Obiettivo di “Note di Tango”, alla sua prima edizione, è quello di proporre una rilettura complessiva della storia del tango: non solo danza ma anche musica, parole, poetica. La rassegna si apre il 12 dicembre con lo spettacolo “Tango ed Eros – la grande notte del tango”: la prima parte ospiterà la voce di Anna Maria Castelli (unica europea a cui è stato concesso di cantare tango in Argentina) accompagnata dai TANGOcontest, seguita da un secondo set con l’esibizione degli Hyperion Ensemble insieme ai maestri internazionali di tango Patricia Hilliges y Matteo Panero e Marcela Guevara y Stefano Giudice, due coppie scelte tra i più grandi interpreti di tango danzato. Il 13 sul palco del Politeama ci saranno il bandoneon di Daniel Binelli, considerato a tutti gli effetti l’erede di Astor Piazzolla, e la straordinaria chitarra di Eduardo Isaac (nella foto).
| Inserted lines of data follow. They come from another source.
use secrecy::Secret;
use unicode_segmentation::UnicodeSegmentation;

/// A password supplied at registration, checked against the length policy.
#[derive(Debug)]
pub struct NewPassword(Secret<String>);

impl NewPassword {
    pub const MIN_LENGTH: usize = 6;

    pub fn parse(s: String) -> Result<NewPassword, String> {
        if s.graphemes(true).count() < Self::MIN_LENGTH {
            return Err(format!(
                "A senha deve ter pelo menos {} caracteres",
                Self::MIN_LENGTH
            ));
        }
        Ok(Self(Secret::new(s)))
    }
}

impl AsRef<Secret<String>> for NewPassword {
    fn as_ref(&self) -> &Secret<String> {
        &self.0
    }
}
diesel::table! {
    users (id) {
        id -> Uuid,
        email -> Text,
        password_hash -> Text,
        stripe_customer_id -> Nullable<Text>,
        stripe_subscription_id -> Nullable<Text>,
        subscription_status -> Text,
        subscription_end_date -> Nullable<Timestamptz>,
        created_at -> Timestamptz,
    }
}

diesel::table! {
    establishments (id) {
        id -> Uuid,
        name -> Text,
        slug -> Text,
        alert_email -> Text,
        user_id -> Uuid,
        google_review_url -> Nullable<Text>,
        show_google_review_prompt -> Bool,
        created_at -> Timestamptz,
        weekly_reports_enabled -> Bool,
    }
}

diesel::table! {
    feedbacks (id) {
        id -> Uuid,
        rating -> Text,
        comment -> Nullable<Text>,
        establishment_id -> Uuid,
        created_at -> Timestamptz,
    }
}

diesel::joinable!(establishments -> users (user_id));
diesel::joinable!(feedbacks -> establishments (establishment_id));

diesel::allow_tables_to_appear_in_same_query!(users, establishments, feedbacks);
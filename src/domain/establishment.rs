use crate::domain::{EstablishmentName, UserEmail};
use chrono::{DateTime, Utc};
use uuid::Uuid;

#[derive(Debug, Clone, PartialEq, Eq, serde::Serialize, serde::Deserialize)]
pub struct Establishment {
    pub id: Uuid,
    pub name: String,
    pub slug: String,
    pub alert_email: String,
    pub user_id: Uuid,
    pub google_review_url: Option<String>,
    pub show_google_review_prompt: bool,
    pub weekly_reports_enabled: bool,
    pub created_at: DateTime<Utc>,
}

pub struct NewEstablishment {
    pub name: EstablishmentName,
    pub slug: String,
    pub alert_email: UserEmail,
    pub user_id: Uuid,
}

/// Settings update. `google_review_url: Some(None)` clears the link.
#[derive(Debug, Clone, Default)]
pub struct EstablishmentChanges {
    pub name: Option<EstablishmentName>,
    pub alert_email: Option<UserEmail>,
    pub google_review_url: Option<Option<String>>,
    pub show_google_review_prompt: Option<bool>,
    pub weekly_reports_enabled: Option<bool>,
}

impl EstablishmentChanges {
    pub fn is_empty(&self) -> bool {
        self.name.is_none()
            && self.alert_email.is_none()
            && self.google_review_url.is_none()
            && self.show_google_review_prompt.is_none()
            && self.weekly_reports_enabled.is_none()
    }

    pub fn apply_to(&self, establishment: &mut Establishment) {
        if let Some(name) = &self.name {
            establishment.name = name.as_ref().to_string();
        }
        if let Some(alert_email) = &self.alert_email {
            establishment.alert_email = alert_email.as_ref().to_string();
        }
        if let Some(google_review_url) = &self.google_review_url {
            establishment.google_review_url = google_review_url.clone();
        }
        if let Some(show) = self.show_google_review_prompt {
            establishment.show_google_review_prompt = show;
        }
        if let Some(enabled) = self.weekly_reports_enabled {
            establishment.weekly_reports_enabled = enabled;
        }
    }
}
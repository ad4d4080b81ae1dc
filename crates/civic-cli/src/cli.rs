//! CLI command definitions and argument parsing.

use civic_domain::Department;
use clap::{Args, Parser, Subcommand};
use std::path::PathBuf;

/// CivicSphere CLI - Ask the city services assistant.
#[derive(Debug, Parser)]
#[command(name = "civic")]
#[command(version, about, long_about = None)]
pub struct Cli {
    /// Output format
    #[arg(short, long, value_enum, global = true)]
    pub format: Option<CliFormat>,

    /// Disable colored output
    #[arg(long, global = true)]
    pub no_color: bool,

    /// Configuration file path
    #[arg(short, long, global = true, env = "CIVIC_CONFIG")]
    pub config: Option<PathBuf>,

    #[command(subcommand)]
    pub command: Option<Command>,
}

/// Output format options.
#[derive(Debug, Clone, Copy, clap::ValueEnum)]
pub enum CliFormat {
    /// Table format (default)
    Table,
    /// JSON format
    Json,
    /// Quiet format (plain text only)
    Quiet,
}

/// CLI commands.
#[derive(Debug, Subcommand)]
pub enum Command {
    /// Chat interactively (default)
    Chat(ChatArgs),

    /// Ask a single question
    Ask(AskArgs),

    /// Show the rule table in evaluation order
    Rules(RulesArgs),

    /// List departments
    Departments,

    /// Show stored conversations (sqlite backend)
    History(HistoryArgs),
}

/// Arguments for the chat command.
#[derive(Debug, Default, Args)]
pub struct ChatArgs {
    /// Department to start in
    #[arg(short, long, value_enum)]
    pub department: Option<DepartmentArg>,

    /// Resume an existing session token
    #[arg(short, long)]
    pub session: Option<String>,
}

/// Arguments for the ask command.
#[derive(Debug, Args)]
pub struct AskArgs {
    /// Question text
    #[arg(required = true)]
    pub question: Vec<String>,

    /// Department context
    #[arg(short, long, value_enum, default_value = "home")]
    pub department: DepartmentArg,

    /// Skip the simulated reply delay
    #[arg(long)]
    pub instant: bool,
}

/// Arguments for the rules command.
#[derive(Debug, Args)]
pub struct RulesArgs {
    /// Only rules consulted under this department
    #[arg(short, long, value_enum)]
    pub department: Option<DepartmentArg>,
}

/// Arguments for the history command.
#[derive(Debug, Args)]
pub struct HistoryArgs {
    /// Session token; lists sessions when omitted
    #[arg(short, long)]
    pub session: Option<String>,

    /// Department partition to show
    #[arg(short, long, value_enum, default_value = "home")]
    pub department: DepartmentArg,
}

/// Department argument.
#[derive(Debug, Clone, Copy, clap::ValueEnum)]
pub enum DepartmentArg {
    /// Portal home
    Home,
    /// Tax Office
    Tax,
    /// Vehicle Services
    Vehicle,
    /// Unemployment benefits
    Benefits,
    /// Housing Authority
    Housing,
}

impl From<CliFormat> for crate::config::OutputFormat {
    fn from(format: CliFormat) -> Self {
        match format {
            CliFormat::Table => crate::config::OutputFormat::Table,
            CliFormat::Json => crate::config::OutputFormat::Json,
            CliFormat::Quiet => crate::config::OutputFormat::Quiet,
        }
    }
}

impl From<DepartmentArg> for Department {
    fn from(department: DepartmentArg) -> Self {
        match department {
            DepartmentArg::Home => Department::Home,
            DepartmentArg::Tax => Department::Tax,
            DepartmentArg::Vehicle => Department::Vehicle,
            DepartmentArg::Benefits => Department::Benefits,
            DepartmentArg::Housing => Department::Housing,
        }
    }
}

#[cfg(test)]
mod tests {
    use super::*;

    #[test]
    fn test_no_subcommand_means_chat() {
        let cli = Cli::parse_from(["civic"]);
        assert!(cli.command.is_none());
    }

    #[test]
    fn test_ask_command() {
        let cli = Cli::parse_from([
            "civic",
            "ask",
            "What",
            "documents",
            "do",
            "I",
            "need?",
            "--department",
            "tax",
            "--instant",
        ]);
        match cli.command {
            Some(Command::Ask(args)) => {
                assert_eq!(args.question.join(" "), "What documents do I need?");
                assert!(matches!(args.department, DepartmentArg::Tax));
                assert!(args.instant);
            }
            _ => panic!("Expected Ask command"),
        }
    }

    #[test]
    fn test_global_flags() {
        let cli = Cli::parse_from(["civic", "departments", "--format", "json", "--no-color"]);
        assert!(matches!(cli.format, Some(CliFormat::Json)));
        assert!(cli.no_color);
        assert!(matches!(cli.command, Some(Command::Departments)));
    }

    #[test]
    fn test_department_conversion() {
        let department: Department = DepartmentArg::Benefits.into();
        assert_eq!(department, Department::Benefits);
    }
}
La chiusura della rassegna, il 14, sarà affidata alla compagnia “Todotango” diretta dal coreografo cileno Mauro Barreras, che presenterà il suo spettacolo “Passioni”. Mauro Barreras si è distinto per le coreografie che fanno intravedere gli ambienti popolari in cui il tango è nato e si è sviluppato. Madrina di tutto l’evento sarà Meri Lao: scrittrice, musicista, insegnante, autrice del brano conduttore del film di Fellini La città delle donne, è una delle esperte di tango più accreditate: sarà lei a tenere una lezione aperta al pubblico alla Scuola comunale di musica Giuseppe Verdi dal titolo “Verità, bugie e luoghi comuni nella storia del tango raccontati da una protagonista”.